The sober-living facility is now under a court-appointed receiver tasked with scheduling work and hiring contractors to bring the property into compliance with county codes. Recently, however, members of the PolyHouse project identified Sunny Acres as their preferred assignment.
“It really follows the Cal Poly ‘learn by doing’ [mantra]; it’s just as real as it gets,” PolyHouse founder Dr. Roya Javadpour said. “So I think it’s a great educational experience for the students.”
Each spring, graduate students in Javadpour’s class choose a home-remodel project for a disadvantaged family or individual. PolyHouse students have already made one visit to the ranch for cleanup.
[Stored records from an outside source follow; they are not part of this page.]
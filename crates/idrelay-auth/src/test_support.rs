//! Shared fixtures for unit tests.

use std::sync::OnceLock;

use base64::{Engine, engine::general_purpose::URL_SAFE_NO_PAD};
use jsonwebtoken::{Algorithm, EncodingKey, Header};
use rand::rngs::OsRng;
use rsa::pkcs8::{EncodePrivateKey, EncodePublicKey, LineEnding};
use rsa::traits::PublicKeyParts;
use rsa::RsaPrivateKey;
use serde_json::{Value, json};

/// An RSA key pair in the encodings the tests need.
pub struct TestRsaKey {
    pub private_pem: String,
    pub public_pem: String,
    pub n: String,
    pub e: String,
}

/// Returns a process-wide 2048-bit RSA key; generation is slow, so it is
/// done once.
pub fn rsa_key() -> &'static TestRsaKey {
    static KEY: OnceLock<TestRsaKey> = OnceLock::new();
    KEY.get_or_init(|| {
        let private_key = RsaPrivateKey::new(&mut OsRng, 2048).expect("generate RSA key");
        let public_key = private_key.to_public_key();
        TestRsaKey {
            private_pem: private_key
                .to_pkcs8_pem(LineEnding::LF)
                .expect("encode private key")
                .to_string(),
            public_pem: public_key
                .to_public_key_pem(LineEnding::LF)
                .expect("encode public key"),
            n: URL_SAFE_NO_PAD.encode(public_key.n().to_bytes_be()),
            e: URL_SAFE_NO_PAD.encode(public_key.e().to_bytes_be()),
        }
    })
}

/// A JWKS document publishing the test key under each of `kids`.
pub fn jwks_document(kids: &[&str]) -> Value {
    let key = rsa_key();
    let keys: Vec<Value> = kids
        .iter()
        .map(|kid| {
            json!({
                "kty": "RSA",
                "use": "sig",
                "alg": "RS256",
                "kid": kid,
                "n": key.n,
                "e": key.e,
            })
        })
        .collect();
    json!({ "keys": keys })
}

/// Signs `claims` with the test key as an upstream provider would.
pub fn sign_id_token(kid: &str, claims: &Value) -> String {
    let mut header = Header::new(Algorithm::RS256);
    header.kid = Some(kid.to_string());
    let key = EncodingKey::from_rsa_pem(rsa_key().private_pem.as_bytes()).expect("encoding key");
    jsonwebtoken::encode(&header, claims, &key).expect("sign id token")
}

/// Current Unix time in seconds.
pub fn now() -> i64 {
    time::OffsetDateTime::now_utc().unix_timestamp()
}
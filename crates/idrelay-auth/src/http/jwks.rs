//! JWKS endpoint HTTP handler.
//!
//! Provides `/oauth2/v1/certs`, the public keys downstream services use to
//! verify broker tokens. The set is empty when tokens are signed with HS256.

use axum::Json;
use axum::extract::State;
use axum::http::header;
use axum::response::IntoResponse;

use super::BrokerState;

/// Handler for `GET /oauth2/v1/certs`.
///
/// Returns 200 OK with the key set and a `Cache-Control` header allowing
/// caching for one hour.
///
/// ```json
/// {
///   "keys": [
///     { "kty": "RSA", "kid": "key-1", "use": "sig", "alg": "RS256", "n": "...", "e": "AQAB" }
///   ]
/// }
/// ```
pub async fn jwks_handler(State(state): State<BrokerState>) -> impl IntoResponse {
    let jwks = state.broker.token_maker().jwks();
    (
        [
            (header::CONTENT_TYPE, "application/json"),
            (header::CACHE_CONTROL, "public, max-age=3600"),
        ],
        Json(jwks),
    )
}
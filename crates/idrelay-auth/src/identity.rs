//! Identity types shared by the adapters, the router and the token maker.

use std::fmt;
use std::str::FromStr;
use std::sync::LazyLock;

use regex::Regex;
use serde::{Deserialize, Serialize};

/// Role granted to internal service-to-service tokens.
pub const ROLE_SYSTEM: &str = "SYSTEM";
/// Organisation administrator role as issued by the membership service.
pub const ROLE_ADMINISTRATOR: &str = "ADMINISTRATOR";
/// Regular member role as issued by the membership service.
pub const ROLE_USER: &str = "USER";

static DEVICE_CODE_RE: LazyLock<Regex> =
    LazyLock::new(|| Regex::new(r"^[a-zA-Z0-9\-_:]{32,72}$").expect("Invalid device code regex"));
static AUDIENCE_RE: LazyLock<Regex> =
    LazyLock::new(|| Regex::new(r"^[a-zA-Z][a-zA-Z0-9-]{2,63}$").expect("Invalid audience regex"));
static TENANT_RE: LazyLock<Regex> =
    LazyLock::new(|| Regex::new(r"^[a-zA-Z0-9.\-]{1,64}$").expect("Invalid tenant regex"));

/// Returns `true` if `code` looks like a device pairing code.
#[must_use]
pub fn is_valid_device_code(code: &str) -> bool {
    DEVICE_CODE_RE.is_match(code)
}

/// Returns `true` if `audience` is a valid audience name. Valid names are
/// also valid DNS labels, so they can be used as a redirect subdomain.
#[must_use]
pub fn is_valid_audience(audience: &str) -> bool {
    AUDIENCE_RE.is_match(audience)
}

/// Returns `true` if `tenant` can be spliced into a provider URL path.
#[must_use]
pub fn is_valid_tenant(tenant: &str) -> bool {
    TENANT_RE.is_match(tenant)
}

/// Upstream identity provider.
#[derive(Debug, Clone, Copy, PartialEq, Eq, Hash, Serialize, Deserialize)]
#[serde(rename_all = "lowercase")]
pub enum Provider {
    Microsoft,
    Google,
    /// Identity asserted without an upstream provider (internal callers).
    Direct,
}

impl Provider {
    #[must_use]
    pub fn as_str(&self) -> &'static str {
        match self {
            Self::Microsoft => "microsoft",
            Self::Google => "google",
            Self::Direct => "direct",
        }
    }

    /// Returns `true` for providers a user can log in with.
    #[must_use]
    pub fn is_federated(&self) -> bool {
        matches!(self, Self::Microsoft | Self::Google)
    }
}

impl fmt::Display for Provider {
    fn fmt(&self, f: &mut fmt::Formatter<'_>) -> fmt::Result {
        f.write_str(self.as_str())
    }
}

/// Error returned when parsing an unknown provider name.
#[derive(Debug, Clone, PartialEq, Eq, thiserror::Error)]
#[error("Unknown provider: {0}")]
pub struct UnknownProvider(pub String);

impl FromStr for Provider {
    type Err = UnknownProvider;

    fn from_str(s: &str) -> Result<Self, Self::Err> {
        match s {
            "microsoft" => Ok(Self::Microsoft),
            "google" => Ok(Self::Google),
            "direct" => Ok(Self::Direct),
            other => Err(UnknownProvider(other.to_string())),
        }
    }
}

/// Login context carried through the upstream provider in the OAuth2
/// `state` parameter.
///
/// Empty fields are omitted from the encoded form.
#[derive(Debug, Clone, Default, PartialEq, Eq, Serialize, Deserialize)]
pub struct LoginState {
    /// Device pairing code.
    #[serde(default, skip_serializing_if = "Option::is_none")]
    pub code: Option<String>,

    #[serde(default, skip_serializing_if = "String::is_empty")]
    pub audience: String,

    #[serde(default, skip_serializing_if = "Option::is_none")]
    pub provider: Option<Provider>,

    /// Post-login redirect hint forwarded to the relying application.
    #[serde(default, skip_serializing_if = "Option::is_none")]
    pub redirect: Option<String>,

    /// Tenant hint for providers with tenant-specific endpoints.
    #[serde(default, skip_serializing_if = "Option::is_none")]
    pub tenant: Option<String>,
}

impl LoginState {
    /// Creates a state for the given audience.
    #[must_use]
    pub fn new(audience: impl Into<String>) -> Self {
        Self {
            audience: audience.into(),
            ..Self::default()
        }
    }

    /// Sets the device pairing code.
    #[must_use]
    pub fn with_device_code(mut self, code: impl Into<String>) -> Self {
        self.code = Some(code.into());
        self
    }

    /// Sets the redirect hint.
    #[must_use]
    pub fn with_redirect(mut self, redirect: impl Into<String>) -> Self {
        self.redirect = Some(redirect.into());
        self
    }

    /// Sets the tenant hint.
    #[must_use]
    pub fn with_tenant(mut self, tenant: impl Into<String>) -> Self {
        self.tenant = Some(tenant.into());
        self
    }

    /// Encodes the state as the JSON blob passed to the provider.
    ///
    /// # Errors
    /// Returns an error if serialization fails.
    pub fn encode(&self) -> Result<String, serde_json::Error> {
        serde_json::to_string(self)
    }

    /// Decodes a state blob returned by the provider.
    ///
    /// # Errors
    /// Returns an error if the blob is not a valid state document.
    pub fn decode(raw: &str) -> Result<Self, serde_json::Error> {
        serde_json::from_str(raw)
    }
}

/// Normalized identity produced by a provider adapter.
#[derive(Debug, Clone, PartialEq, Eq)]
pub struct CanonicalIdentity {
    /// User principal name, the primary identifier.
    pub upn: String,
    pub name: Option<String>,
    pub tenant: Option<String>,
    pub provider: Provider,
    /// Present when the login pairs a device.
    pub device_code: Option<String>,
    pub audience: String,
    pub redirect: Option<String>,
}

impl CanonicalIdentity {
    /// Creates an identity for `upn` in `audience` with no optional fields.
    #[must_use]
    pub fn new(upn: impl Into<String>, audience: impl Into<String>, provider: Provider) -> Self {
        Self {
            upn: upn.into(),
            name: None,
            tenant: None,
            provider,
            device_code: None,
            audience: audience.into(),
            redirect: None,
        }
    }

    /// Builds an identity from the decoded login state.
    ///
    /// Empty strings in the state are treated as absent.
    #[must_use]
    pub fn from_state(state: LoginState, provider: Provider, upn: impl Into<String>) -> Self {
        Self {
            upn: upn.into(),
            name: None,
            tenant: state.tenant.filter(|t| !t.is_empty()),
            provider,
            device_code: state.code.filter(|c| !c.is_empty()),
            audience: state.audience,
            redirect: state.redirect.filter(|r| !r.is_empty()),
        }
    }
}

/// User record returned by the membership service.
#[derive(Debug, Clone, Default, PartialEq, Eq, Serialize, Deserialize)]
#[serde(default)]
pub struct MembershipRecord {
    pub upn: String,
    pub origin: String,
    pub name: String,
    pub roles: Vec<String>,
}

impl MembershipRecord {
    /// Record carrying only the given roles.
    #[must_use]
    pub fn with_roles(roles: impl IntoIterator<Item = impl Into<String>>) -> Self {
        Self {
            roles: roles.into_iter().map(Into::into).collect(),
            ..Self::default()
        }
    }
}

#[cfg(test)]
mod tests {
    use super::*;

    #[test]
    fn test_device_code_validation() {
        assert!(is_valid_device_code("0123456789abcdef0123456789abcdef"));
        assert!(is_valid_device_code(
            "device:0123456789-abcdef_0123456789abcdef"
        ));
        assert!(!is_valid_device_code("short"));
        assert!(!is_valid_device_code(&"a".repeat(73)));
        assert!(!is_valid_device_code("0123456789abcdef0123456789abcde/"));
    }

    #[test]
    fn test_audience_validation() {
        assert!(is_valid_audience("acme"));
        assert!(is_valid_audience("acme-corp-2"));
        assert!(!is_valid_audience("ac"));
        assert!(!is_valid_audience("1acme"));
        assert!(!is_valid_audience("acme.evil.com"));
        assert!(!is_valid_audience("acme/path"));
        assert!(!is_valid_audience(&format!("a{}", "b".repeat(64))));
    }

    #[test]
    fn test_tenant_validation() {
        assert!(is_valid_tenant("contoso.onmicrosoft.com"));
        assert!(is_valid_tenant("72f988bf-86f1-41af-91ab-2d7cd011db47"));
        assert!(!is_valid_tenant("a/b"));
        assert!(!is_valid_tenant(""));
    }

    #[test]
    fn test_provider_parse_and_display() {
        assert_eq!("google".parse::<Provider>().unwrap(), Provider::Google);
        assert_eq!(Provider::Microsoft.to_string(), "microsoft");
        assert!("github".parse::<Provider>().is_err());
        assert!(!Provider::Direct.is_federated());
    }

    #[test]
    fn test_login_state_omits_empty_fields() {
        let state = LoginState::new("acme");
        assert_eq!(state.encode().unwrap(), r#"{"audience":"acme"}"#);

        let state = LoginState::new("acme")
            .with_device_code("0123456789abcdef0123456789abcdef")
            .with_redirect("/dashboard");
        let decoded = LoginState::decode(&state.encode().unwrap()).unwrap();
        assert_eq!(decoded, state);
    }

    #[test]
    fn test_login_state_rejects_garbage() {
        assert!(LoginState::decode("not json").is_err());
    }

    #[test]
    fn test_identity_from_state_drops_empty_values() {
        let state = LoginState {
            code: Some(String::new()),
            audience: "acme".to_string(),
            provider: Some(Provider::Google),
            redirect: Some(String::new()),
            tenant: None,
        };
        let identity = CanonicalIdentity::from_state(state, Provider::Google, "a@b.c");
        assert_eq!(identity.device_code, None);
        assert_eq!(identity.redirect, None);
        assert_eq!(identity.audience, "acme");
    }

    #[test]
    fn test_membership_record_defaults() {
        let record: MembershipRecord = serde_json::from_str(r#"{"upn":"a@b.c"}"#).unwrap();
        assert!(record.roles.is_empty());
        assert_eq!(MembershipRecord::with_roles([ROLE_SYSTEM]).roles, vec!["SYSTEM"]);
    }
}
Javadpour said she met with the appointed receiver, David Pasternak of Los Angeles, as well as county attorneys and supervisors. So far, she said, everyone seems amenable to turning the work over to PolyHouse, which will use donated resources from the community. Sunny Acres owner Dan De Vaul told New Times in a previous interview he worried the cost of the work, if it goes to a private contractor, could force him to close the ranch. However, PolyHouse can accomplish that work at no cost to De Vaul or the university, Javadpour said.
On April 20, they’ll find out if that’s a possibility. A hearing is scheduled, during which Pasternak will make his recommendation to the court as to who should perform the various contract jobs to bring the ranch into compliance.
Javadpour said PolyHouse has already received wide community support. She encouraged anyone who’s interested in donating money or supplies and those who would like to pitch in on April 21 to visit polyhouse.org.